Hadley is so precious!!
I'd be lying if I said we've never killed a goldfish. It took many years before we got some that actually lived-and grew. And those suckers get big! I had to give them away to people with a pond. Do you know how long they survived that? It wasn't long.
My kids need a dog, too. I'm on the fence. No potty training issues here-and that's the problem. I don't want to clean up after a dog!
oh, that's hilarious. why was she nekkid? yep, get that girl a dog!!
Just yesterday I was talking with someone about the name Tad, and we were discussing what names go with Tad. Now I know!
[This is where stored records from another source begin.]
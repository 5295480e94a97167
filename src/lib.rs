//! # a2a-rs — an Agent-to-Agent (A2A) coordination server
//!
//! This crate implements a coordination server for the
//! [A2A protocol](https://a2a-protocol.org/latest/specification/): a
//! JSON-RPC 2.0 + Server-Sent Events front end over a task lifecycle
//! manager, a pub/sub broker, an agent registry/router, and a durable work
//! queue with worker coordination.
//!
//! ## Overview
//!
//! This server lets agents:
//! - Send messages and receive task-based responses
//! - Stream real-time status and artifact updates via SSE
//! - Maintain multi-turn conversations with context tracking
//! - Publish and subscribe to events on named channels
//! - Queue, claim, and execute durable agent work across a worker pool
//!
//! It provides:
//! - **Complete type definitions** matching the A2A v0.3 protobuf specification
//! - **Client** for calling remote A2A agents ([`client::A2AClient`])
//! - **Server** framework — task lifecycle, broker, router, and work queue ([`server`])
//! - **Coordinator** extras — JWKS auth, durable persistence, the work queue ([`server::queue`])
//! - **Ergonomic builders** for constructing complex types ([`AgentCardBuilder`], [`ClientBuilder`], [`ServerBuilder`])
//!
//! ## Feature flags
//!
//! | Feature       | Default | Description |
//! |---------------|---------|-------------|
//! | `client`      | yes     | HTTP client for calling A2A agents (reqwest + SSE) |
//! | `server`      | yes     | Server traits + axum integration for building agents |
//! | `coordinator` | yes     | JWKS auth, pub/sub broker, router, durable work queue |
//! | `full`        | no      | Enable all features |
//!
//! ## Quick Start: Client
//!
//! ```no_run
//! use a2a_rs::client::{A2AClient, SendMessageResponse};
//!
//! #[tokio::main]
//! async fn main() -> Result<(), Box<dyn std::error::Error>> {
//!     // Connect to an A2A agent (auto-discovers endpoint)
//!     let client = A2AClient::from_url("http://localhost:7420").await?;
//!
//!     // Send a simple text message
//!     let response = client.send_text("Write a haiku about Rust").await?;
//!     match response {
//!         SendMessageResponse::Task(task) => {
//!             println!("Task: {} (status: {})", task.id, task.status.state);
//!         }
//!         SendMessageResponse::Message(msg) => {
//!             println!("Direct reply: {:?}", msg);
//!         }
//!     }
//!
//!     // Or stream responses in real-time
//!     let mut stream = client.send_text_stream("Tell me a story").await?;
//!     while let Some(event) = stream.next().await {
//!         match event? {
//!             a2a_rs::types::StreamResponse::StatusUpdate(update) => {
//!                 println!("Status: {:?}", update.status.state);
//!             }
//!             a2a_rs::types::StreamResponse::ArtifactUpdate(artifact) => {
//!                 println!("Artifact: {:?}", artifact.artifact.name);
//!             }
//!             _ => {}
//!         }
//!     }
//!
//!     Ok(())
//! }
//! ```
//!
//! ## Quick Start: Server
//!
//! Implement [`server::AgentExecutor`] to define your agent's behavior:
//!
//! ```rust,ignore
//! use a2a_rs::server::{AgentExecutor, RequestContext, EventQueue, TaskUpdater};
//! use a2a_rs::types::Part;
//! use a2a_rs::error::A2AResult;
//! use async_trait::async_trait;
//!
//! struct EchoAgent;
//!
//! #[async_trait]
//! impl AgentExecutor for EchoAgent {
//!     async fn execute(
//!         &self,
//!         context: RequestContext,
//!         event_queue: EventQueue,
//!     ) -> A2AResult<()> {
//!         let updater = TaskUpdater::new(
//!             event_queue,
//!             context.task_id.clone(),
//!             context.context_id.clone(),
//!         );
//!
//!         // Extract text from the incoming message
//!         let text = context.message.parts.iter()
//!             .find_map(|p| match p {
//!                 Part::Text { text, .. } => Some(text.clone()),
//!                 _ => None,
//!             })
//!             .unwrap_or_else(|| "No text received".to_string());
//!
//!         // Echo it back
//!         let response = format!("Echo: {}", text);
//!         updater.complete(Some(&response)).await?;
//!
//!         Ok(())
//!     }
//!
//!     async fn cancel(
//!         &self,
//!         context: RequestContext,
//!         event_queue: EventQueue,
//!     ) -> A2AResult<()> {
//!         let updater = TaskUpdater::new(
//!             event_queue,
//!             context.task_id,
//!             context.context_id,
//!         );
//!         updater.cancel(None).await?;
//!         Ok(())
//!     }
//! }
//! ```
//!
//! Then set up the HTTP server:
//!
//! ```rust,ignore
//! use a2a_rs::server::{a2a_router, DefaultRequestHandler, InMemoryTaskStore};
//! use a2a_rs::AgentCardBuilder;
//! use std::sync::Arc;
//!
//! #[tokio::main]
//! async fn main() -> Result<(), Box<dyn std::error::Error>> {
//!     // Build an agent card
//!     let agent_card = AgentCardBuilder::new("Echo Agent")
//!         .description("A simple agent that echoes back your messages")
//!         .version("1.0.0")
//!         .url("http://localhost:3000/a2a")
//!         .build()?;
//!
//!     let executor = Arc::new(EchoAgent);
//!     let store = Arc::new(InMemoryTaskStore::new());
//!     let handler = Arc::new(DefaultRequestHandler::new(executor, store));
//!
//!     // Build the router with A2A routes
//!     let app = a2a_router(handler, agent_card);
//!
//!     // Start the server
//!     let listener = tokio::net::TcpListener::bind("0.0.0.0:3000").await?;
//!     axum::serve(listener, app).await?;
//!     Ok(())
//! }
//! ```
//!
//! The server automatically provides:
//! - `POST /a2a` — JSON-RPC 2.0 endpoint for all A2A methods
//! - `GET /.well-known/agent.json` — Agent card discovery
//!
//! ## Protocol Compliance
//!
//! This crate implements **A2A protocol v0.3** as defined in the
//! [official specification](https://a2a-protocol.org/latest/specification/).
//!
//! All types match the protobuf definitions at
//! [`a2a.proto`](https://github.com/a2aproject/A2A/blob/main/specification/a2a.proto).
//!
//! Supported JSON-RPC methods:
//! - `message/send` — Send a message and get a task
//! - `message/stream` — Send a message with SSE streaming
//! - `tasks/get` — Retrieve a task by ID
//! - `tasks/list` — List tasks with filtering
//! - `tasks/cancel` — Cancel a running task
//! - `tasks/subscribe` — Subscribe to task updates (SSE)
//!
//! ## Architecture
//!
//! ### Client
//!
//! - [`client::A2AClient`] — High-level client with typed methods for all A2A operations
//! - [`client::CardResolver`] — Discovers agent cards from `/.well-known/agent.json`
//! - [`client::JsonRpcTransport`] — HTTP transport with JSON-RPC 2.0 encoding
//! - [`client::SseStream`] — Server-Sent Events stream for real-time updates
//!
//! ### Server
//!
//! - [`server::AgentExecutor`] — Trait for implementing your agent's logic
//! - [`server::RequestHandler`] — Trait for handling JSON-RPC requests
//! - [`server::DefaultRequestHandler`] — Reference implementation of `RequestHandler`
//! - [`server::TaskStore`] — Trait for task persistence
//! - [`server::InMemoryTaskStore`] — In-memory task store implementation
//! - [`server::EventQueue`] — Broadcast channel for SSE events
//! - [`server::TaskUpdater`] — Helper for publishing task status/artifact updates
//! - [`server::a2a_router`] — Creates an axum `Router` with A2A routes
//!
//! ### Core Types
//!
//! - [`types::Task`] — A2A task with status, history, and artifacts
//! - [`types::Message`] — A message with text/file/data parts
//! - [`types::Part`] — Content part (text, file, or structured data)
//! - [`types::TaskState`] — Task lifecycle state machine
//! - [`types::StreamResponse`] — SSE event types (status updates, artifact updates)
//! - [`types::AgentCard`] — Agent metadata and capabilities
//! - [`error::A2AError`] — Error types with JSON-RPC error codes
//!
//! ## Examples
//!
//! See the `examples/` directory for complete, runnable examples:
//! - `echo_agent.rs` — Minimal agent that echoes messages back
//! - `hello_client.rs` — Simple client that sends a message
//! - `streaming_client.rs` — Client with SSE streaming
//! - `multi_turn.rs` — Multi-turn conversation with context tracking

pub mod builders;
pub mod config;
pub mod error;
pub mod types;
pub mod utils;

#[cfg(feature = "client")]
pub mod client;

#[cfg(feature = "server")]
pub mod server;

/// Prelude module that re-exports commonly used types and traits.
///
/// Import this module with `use a2a_rs::prelude::*;` to get access to the most
/// frequently used types without having to import them individually.
///
/// # Example
///
/// ```
/// use a2a_rs::prelude::*;
///
/// // Now you have access to common types like:
/// // - Message, Part, Task, TaskState, Role
/// // - AgentCard, AgentSkill, AgentCapabilities
/// // - A2AError, A2AResult
/// // - builders like AgentCardBuilder
/// ```
pub mod prelude {
    // Core types
    pub use crate::types::{
        AgentCapabilities, AgentCard, AgentInterface, AgentSkill, Artifact, FileContent,
        FileWithBytes, FileWithUri, Message, Part, Role, SendMessageConfiguration,
        SendMessageParams, StreamResponse, Task, TaskArtifactUpdateEvent, TaskState, TaskStatus,
        TaskStatusUpdateEvent,
    };

    // Error types
    pub use crate::error::{A2AError, A2AResult};

    // Builders
    pub use crate::builders::AgentCardBuilder;

    #[cfg(feature = "client")]
    pub use crate::builders::ClientBuilder;

    #[cfg(feature = "client")]
    pub use crate::client::A2AClient;

    #[cfg(feature = "server")]
    pub use crate::builders::ServerBuilder;

    #[cfg(feature = "server")]
    pub use crate::server::{
        a2a_router, AgentExecutor, EventConsumer, EventQueue, InMemoryQueueManager,
        InMemoryTaskStore, QueueManager, RequestContext, RequestContextBuilder, ServerCallContext,
        SimpleRequestContextBuilder, TaskManager, TaskStore, TaskUpdater,
    };

    #[cfg(feature = "coordinator")]
    pub use crate::config::ServerConfig;

    #[cfg(feature = "coordinator")]
    pub use crate::server::{
        AgentRouter, AgentTask, AgentTaskState, AgentTaskStore, Broker, Codebase, CodebaseStatus,
        InMemoryAgentTaskStore, InMemoryBroker, Worker, WorkerCoordinator,
    };
}

// Re-export core types at crate root for convenience.
pub use builders::AgentCardBuilder;
pub use error::{A2AError, A2AResult};
pub use types::*;

#[cfg(feature = "client")]
pub use builders::ClientBuilder;

#[cfg(feature = "server")]
pub use builders::ServerBuilder;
Haha ... no childhood is complete without the loss of a goldfish or two. Was Hadley upset when she found out Tad wasn't napping?
Somehow I have managed to get by without any other living being in our house other than my three monkeys.
After three months, well over the anticipated timeframe, our mail order tadpoles mutated into some freakish creature that looked like a tadpole with feet but no arms. The kids made me give them away to the pet store. Just a few days of proper care and they finished their mutation into beautiful frogs.
Yeah, I think a fish might be the solution.
ROFL!
Poor Tad. Poor Hadley. Poor Jamie! You're right, it's not a good sign when your child's playmate asks you not to yell at your own kid!
Too funny!! Sad for the fish and for the messes you have had to clean, but still, too funny!!
We've done the fish water all over the room thing before. I wasn't entirely amused.